::: Data to process :::
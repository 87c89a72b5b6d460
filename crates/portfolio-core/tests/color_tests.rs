use portfolio_core::*;
use std::collections::HashMap;

#[test]
fn parses_long_and_short_hex() {
    assert_eq!(Rgba::from_hex("#7d5aff"), Ok(Rgba::new(125, 90, 255, 1.0)));
    assert_eq!(Rgba::from_hex("  #FF5A78 "), Ok(Rgba::new(255, 90, 120, 1.0)));
    assert_eq!(Rgba::from_hex("#fff"), Ok(Rgba::new(255, 255, 255, 1.0)));
}

#[test]
fn rejects_malformed_hex() {
    assert!(matches!(Rgba::from_hex("7d5aff"), Err(ColorError::MissingHash(_))));
    assert!(matches!(Rgba::from_hex("#7d5a0"), Err(ColorError::BadLength(_))));
    assert!(matches!(Rgba::from_hex("#zzzzzz"), Err(ColorError::BadDigit(_))));
    assert!(Rgba::from_hex("").is_err());
}

#[test]
fn css_string_matches_canvas_syntax() {
    assert_eq!(Rgba::new(125, 90, 255, 0.6).css(), "rgba(125, 90, 255, 0.6)");
    assert_eq!(Rgba::new(5, 5, 5, 1.0).css(), "rgba(5, 5, 5, 1)");
}

#[test]
fn missing_tokens_fall_back_to_defaults() {
    let theme = Theme::resolve(|_| None);
    assert_eq!(theme, Theme::default());
    assert_eq!(theme.primary, Rgba::from_hex(DEFAULT_PRIMARY).unwrap());
    assert_eq!(theme.secondary, Rgba::from_hex(DEFAULT_SECONDARY).unwrap());
    assert_eq!(
        theme.background,
        CssColor::Rgba(Rgba::from_hex(DEFAULT_BACKGROUND).unwrap())
    );
}

#[test]
fn present_tokens_override_defaults() {
    let tokens: HashMap<&str, &str> = [
        (TOKEN_PRIMARY, " #112233"),
        (TOKEN_SECONDARY, ""),
        (TOKEN_BACKGROUND, "  "),
    ]
    .into_iter()
    .collect();
    let theme = Theme::resolve(|k| tokens.get(k).map(|v| v.to_string()));
    assert_eq!(theme.primary, Rgba::new(0x11, 0x22, 0x33, 1.0));
    assert_eq!(theme.secondary, Theme::default().secondary);
    assert_eq!(theme.background, Theme::default().background);
}

#[test]
fn parses_alpha_hex_and_rgb_functions() {
    assert_eq!(Rgba::parse("#7d5aff"), Ok(Rgba::new(125, 90, 255, 1.0)));
    assert_eq!(Rgba::parse("#7d5aff00"), Ok(Rgba::new(125, 90, 255, 0.0)));
    assert_eq!(Rgba::parse("#fff0"), Ok(Rgba::new(255, 255, 255, 0.0)));
    assert_eq!(Rgba::parse("rgb(20, 30, 40)"), Ok(Rgba::new(20, 30, 40, 1.0)));
    assert_eq!(Rgba::parse(" rgba(20,30,40,0.5) "), Ok(Rgba::new(20, 30, 40, 0.5)));
    assert_eq!(Rgba::parse("rgb(20 30 40 / 50%)"), Ok(Rgba::new(20, 30, 40, 0.5)));
    assert_eq!(Rgba::parse("rgb(300, -4, 40)"), Ok(Rgba::new(255, 0, 40, 1.0)));
}

#[test]
fn rejects_unknown_colour_syntax() {
    assert!(matches!(Rgba::parse("white"), Err(ColorError::Unsupported(_))));
    assert!(matches!(Rgba::parse("rgb(1, 2)"), Err(ColorError::BadFunction(_))));
    assert!(matches!(Rgba::parse("rgb(a, b, c)"), Err(ColorError::BadFunction(_))));
    assert!(matches!(Rgba::parse("rgb(1, 2, 3"), Err(ColorError::BadFunction(_))));
}

#[test]
fn rgb_background_token_is_used() {
    let theme = Theme::resolve(|k| (k == TOKEN_BACKGROUND).then(|| "rgb(20, 30, 40)".to_string()));
    assert_eq!(theme.background, CssColor::Rgba(Rgba::new(20, 30, 40, 1.0)));
    assert_eq!(theme.background.css(), "rgba(20, 30, 40, 1)");
}

#[test]
fn other_css_backgrounds_pass_through_verbatim() {
    for raw in ["white", "hsl(250 100% 67%)", "#7d5affcc"] {
        let theme = Theme::resolve(|k| (k == TOKEN_BACKGROUND).then(|| format!(" {raw} ")));
        assert_ne!(theme.background, Theme::default().background, "{raw}");
    }
    let theme = Theme::resolve(|k| (k == TOKEN_BACKGROUND).then(|| "white".to_string()));
    assert_eq!(theme.background, CssColor::Raw("white".into()));
    assert_eq!(theme.background.css(), "white");
}

#[test]
fn unparseable_wave_colours_fall_back() {
    let theme = Theme::resolve(|k| (k == TOKEN_PRIMARY).then(|| "white".to_string()));
    assert_eq!(theme.primary, Theme::default().primary);
    let theme = Theme::resolve(|k| (k == TOKEN_SECONDARY).then(|| "#ff5a78cc".to_string()));
    assert_eq!(theme.secondary, Rgba::new(255, 90, 120, 0xcc as f32 / 255.0));
}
:::
Output the entire listing exactly as written.

repository 87c89a72b5b6d460
filename crates/portfolio-core/tests/color_tests.rs
use portfolio_core::*;
use std::collections::HashMap;

#[test]
fn parses_long_and_short_hex() {
    assert_eq!(Rgba::from_hex("#7d5aff"), Ok(Rgba::new(125, 90, 255, 1.0)));
    assert_eq!(Rgba::from_hex("  #FF5A78 "), Ok(Rgba::new(255, 90, 120, 1.0)));
    assert_eq!(Rgba::from_hex("#fff"), Ok(Rgba::new(255, 255, 255, 1.0)));
}

#[test]
fn rejects_malformed_hex() {
    assert!(matches!(Rgba::from_hex("7d5aff"), Err(ColorError::MissingHash(_))));
    assert!(matches!(Rgba::from_hex("#7d5a0"), Err(ColorError::BadLength(_))));
    assert!(matches!(Rgba::from_hex("#zzzzzz"), Err(ColorError::BadDigit(_))));
    assert!(Rgba::from_hex("").is_err());
}

#[test]
fn css_string_matches_canvas_syntax() {
    assert_eq!(Rgba::new(125, 90, 255, 0.6).css(), "rgba(125, 90, 255, 0.6)");
    assert_eq!(Rgba::new(5, 5, 5, 1.0).css(), "rgba(5, 5, 5, 1)");
}

#[test]
fn missing_tokens_fall_back_to_defaults() {
    let theme = Theme::resolve(|_| None);
    assert_eq!(theme, Theme::default());
    assert_eq!(theme.primary, Rgba::from_hex(DEFAULT_PRIMARY).unwrap());
    assert_eq!(theme.secondary, Rgba::from_hex(DEFAULT_SECONDARY).unwrap());
    assert_eq!(
        theme.background,
        CssColor::Rgba(Rgba::from_hex(DEFAULT_BACKGROUND).unwrap())
    );
}

#[test]
fn present_tokens_override_defaults() {
    let tokens: HashMap<&str, &str> = [
        (TOKEN_PRIMARY, " #112233"),
        (TOKEN_SECONDARY, ""),
        (TOKEN_BACKGROUND, "  "),
    ]
    .into_iter()
    .collect();
    let theme = Theme::resolve(|k| tokens.get(k).map(|v| v.to_string()));
    assert_eq!(theme.primary, Rgba::new(0x11, 0x22, 0x33, 1.0));
    assert_eq!(theme.secondary, Theme::default().secondary);
    assert_eq!(theme.background, Theme::default().background);
}

#[test]
fn parses_alpha_hex_and_rgb_functions() {
    assert_eq!(Rgba::parse("#7d5aff"), Ok(Rgba::new(125, 90, 255, 1.0)));
    assert_eq!(Rgba::parse("#7d5aff00"), Ok(Rgba::new(125, 90, 255, 0.0)));
    assert_eq!(Rgba::parse("#fff0"), Ok(Rgba::new(255, 255, 255, 0.0)));
    assert_eq!(Rgba::parse("rgb(20, 30, 40)"), Ok(Rgba::new(20, 30, 40, 1.0)));
    assert_eq!(Rgba::parse(" rgba(20,30,40,0.5) "), Ok(Rgba::new(20, 30, 40, 0.5)));
    assert_eq!(Rgba::parse("rgb(20 30 40 / 50%)"), Ok(Rgba::new(20, 30, 40, 0.5)));
    assert_eq!(Rgba::parse("rgb(300, -4, 40)"), Ok(Rgba::new(255, 0, 40, 1.0)));
}

#[test]
fn rejects_unknown_colour_syntax() {
    assert!(matches!(Rgba::parse("white"), Err(ColorError::Unsupported(_))));
    assert!(matches!(Rgba::parse("rgb(1, 2)"), Err(ColorError::BadFunction(_))));
    assert!(matches!(Rgba::parse("rgb(a, b, c)"), Err(ColorError::BadFunction(_))));
    assert!(matches!(Rgba::parse("rgb(1, 2, 3"), Err(ColorError::BadFunction(_))));
}

#[test]
fn rgb_background_token_is_used() {
    let theme = Theme::resolve(|k| (k == TOKEN_BACKGROUND).then(|| "rgb(20, 30, 40)".to_string()));
    assert_eq!(theme.background, CssColor::Rgba(Rgba::new(20, 30, 40, 1.0)));
    assert_eq!(theme.background.css(), "rgba(20, 30, 40, 1)");
}

#[test]
fn other_css_backgrounds_pass_through_verbatim() {
    for raw in ["white", "hsl(250 100% 67%)", "#7d5affcc"] {
        let theme = Theme::resolve(|k| (k == TOKEN_BACKGROUND).then(|| format!(" {raw} ")));
        assert_ne!(theme.background, Theme::default().background, "{raw}");
    }
    let theme = Theme::resolve(|k| (k == TOKEN_BACKGROUND).then(|| "white".to_string()));
    assert_eq!(theme.background, CssColor::Raw("white".into()));
    assert_eq!(theme.background.css(), "white");
}

#[test]
fn unparseable_wave_colours_fall_back() {
    let theme = Theme::resolve(|k| (k == TOKEN_PRIMARY).then(|| "white".to_string()));
    assert_eq!(theme.primary, Theme::default().primary);
    let theme = Theme::resolve(|k| (k == TOKEN_SECONDARY).then(|| "#ff5a78cc".to_string()));
    assert_eq!(theme.secondary, Rgba::new(255, 90, 120, 0xcc as f32 / 255.0));
}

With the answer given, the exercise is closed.